Pourquoi provoque-t-il ce désir de le rencontrer ?
Car celui dont le pseudonyme signifie « tout entier art » [2] en a fait une manière de vivre à la manière des surréalistes, dont le fondateur André Breton fut un ami proche.
Arrivée à Paris, je n’eus de cesse que de mettre ce souhait à exécution.
L’occasion m’en fut donnée grâce à la chargée de presse de la Pléiade.
Au départ son ironie et son côté fanfaron ne facilitaient pas le contact.
Caustique sur l’époque, il ne goûtait que les Lumières et le XVIIIe – on n’est pas vraiment à l’aise.
Mais très vite, son enthousiasme littéraire et ses critiques souvent très justes révisent cette prévention.
De l’époque, il critique l’omniprésence de la sessualité [3] selon l’expression de Queneau et la moralité « moraline » [4] des nouvelles féministes.

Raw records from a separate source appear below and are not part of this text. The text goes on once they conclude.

//! Message interception hooks around command dispatch
//!
//! Currently a no-op extension point: the router calls `incoming` before a
//! handler runs and `outgoing` after the output exists. Future message
//! persistence hangs off these hooks without touching the router.

use crate::core::types::{CommandInput, CommandOutput};

#[derive(Default)]
pub struct MessageInterceptor;

impl MessageInterceptor {
    pub fn new() -> Self {
        Self
    }

    /// Pre-dispatch hook; must never fail the request
    pub async fn incoming(&self, input: &CommandInput) {
        log::debug!(
            "Intercepting incoming message (platform: {:?}, user: {:?})",
            input.platform,
            input.user_id()
        );
    }

    /// Post-dispatch hook; must never fail the request
    pub async fn outgoing(&self, input: &CommandInput, output: &CommandOutput) {
        log::debug!(
            "Intercepting outgoing message (user: {:?}, chars: {})",
            input.user_id(),
            output.text.len()
        );
    }
}
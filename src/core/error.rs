use thiserror::Error;

use crate::callback::codec::DecodeError;
use crate::services::favorites::FavoriteError;
use crate::services::http::ApiError;

/// Centralized error types for the application
///
/// All errors crossing module boundaries are converted to this enum for
/// consistent handling at the dispatch boundary. Uses `thiserror` for
/// automatic conversion and display formatting.
#[derive(Error, Debug)]
pub enum BotError {
    /// Malformed or unrecognized callback wire string
    #[error("callback decode error: {0}")]
    Decode(#[from] DecodeError),

    /// Telegram API errors
    #[error("Telegram error: {0}")]
    Telegram(#[from] teloxide::RequestError),

    /// Transport-level HTTP errors
    #[error("HTTP error: {0}")]
    Http(#[from] reqwest::Error),

    /// Backend API errors (transport or business failure)
    #[error("API error: {0}")]
    Api(#[from] ApiError),

    /// Favorites domain errors with user-facing messages
    #[error("{0}")]
    Favorite(#[from] FavoriteError),

    /// Invalid input that passed the platform but failed our checks
    #[error("validation error: {0}")]
    Validation(String),
}

/// Type alias for Result with BotError
pub type BotResult<T> = Result<T, BotError>;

Une carrière en 80 romans et essais
De son premier roman publié Une curieuse solitude [5] à son tout dernier, Sollers se sera attaché aux mots, au langage. D’une lecture assidue des classiques : Lautréamont, Voltaire, Rimbaud, Hölderlin et tant d’autres, il fait remonter ce goût à son adolescence, à sa mère – pour Marcel Proust – et à son écoute des messages brouillés et poétiques de Radio Londres dans la belle maison de Bordeaux dont le sous-sol était occupé par les Allemands.
Il aura vécu dans une conversation permanente avec les grands écrivains, les citant sans cesse, mais il a veillé à toujours être totalement inscrit dans le présent.

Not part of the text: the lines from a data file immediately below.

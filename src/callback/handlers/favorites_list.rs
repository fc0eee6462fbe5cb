//! Favorites list callback

use std::sync::Arc;

use async_trait::async_trait;

use crate::callback::data::CallbackData;
use crate::callback::manager::CallbackHandler;
use crate::core::error::BotResult;
use crate::core::types::{CommandInput, CommandOutput};
use crate::presentation::{messages, views};
use crate::services::analytics::{events, track_detached, Analytics, AnalyticsApiService, TelegramContext};
use crate::services::favorites::FavoriteApiService;

pub struct RaceListFavoriteCallbackHandler {
    favorites: Arc<FavoriteApiService>,
    analytics: Arc<AnalyticsApiService>,
}

impl RaceListFavoriteCallbackHandler {
    pub fn new(favorites: Arc<FavoriteApiService>, analytics: Arc<AnalyticsApiService>) -> Self {
        Self { favorites, analytics }
    }
}

#[async_trait]
impl CallbackHandler for RaceListFavoriteCallbackHandler {
    fn name(&self) -> &'static str {
        "RaceListFavoriteCallbackHandler"
    }

    fn can_handle(&self, data: &CallbackData) -> bool {
        matches!(data, CallbackData::RacesListFavorite)
    }

    async fn handle(&self, input: CommandInput) -> BotResult<CommandOutput> {
        let Some(telegram_id) = input.user_id().map(str::to_string) else {
            return Ok(CommandOutput::html_edit(messages::errors::USER_ID_MISSING));
        };

        log::info!("Fetching favorite races for user {}", telegram_id);

        let favorite_races = match self.favorites.get_user_favorite_races(&telegram_id).await {
            Ok(favorites) => favorites,
            Err(e) => {
                log::error!("Error in RaceListFavoriteCallbackHandler: {}", e);
                return Ok(CommandOutput::html_edit(messages::errors::FAVORITES_FETCH_ERROR));
            }
        };

        if let Some(ctx) = TelegramContext::from_input(&input) {
            track_detached(
                Analytics::new(Arc::clone(&self.analytics), ctx),
                events::favorites_list_view(favorite_races.len()),
            );
        }

        Ok(views::favorites_list_view(&favorite_races))
    }
}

Les singularités des auteurs lui permettaient de forger la sienne propre.
Pour ne retenir qu’un trait de Philippe Sollers, c’est l’ironie – toujours prêt à faire ressortir l’absurdité du monde.
À l’évocation de sa propre mort, il cite Voltaire : « On a essayé de m’enterrer et j’ai esquivé. » Ainsi, cette mort qu’il évoquait comme une présence permanente, très freudien, il l’a préparée avec une épitaphe Rose Croix, La Rose, la raison dans La Croix du présent [6], reprenant une citation d’Hegel.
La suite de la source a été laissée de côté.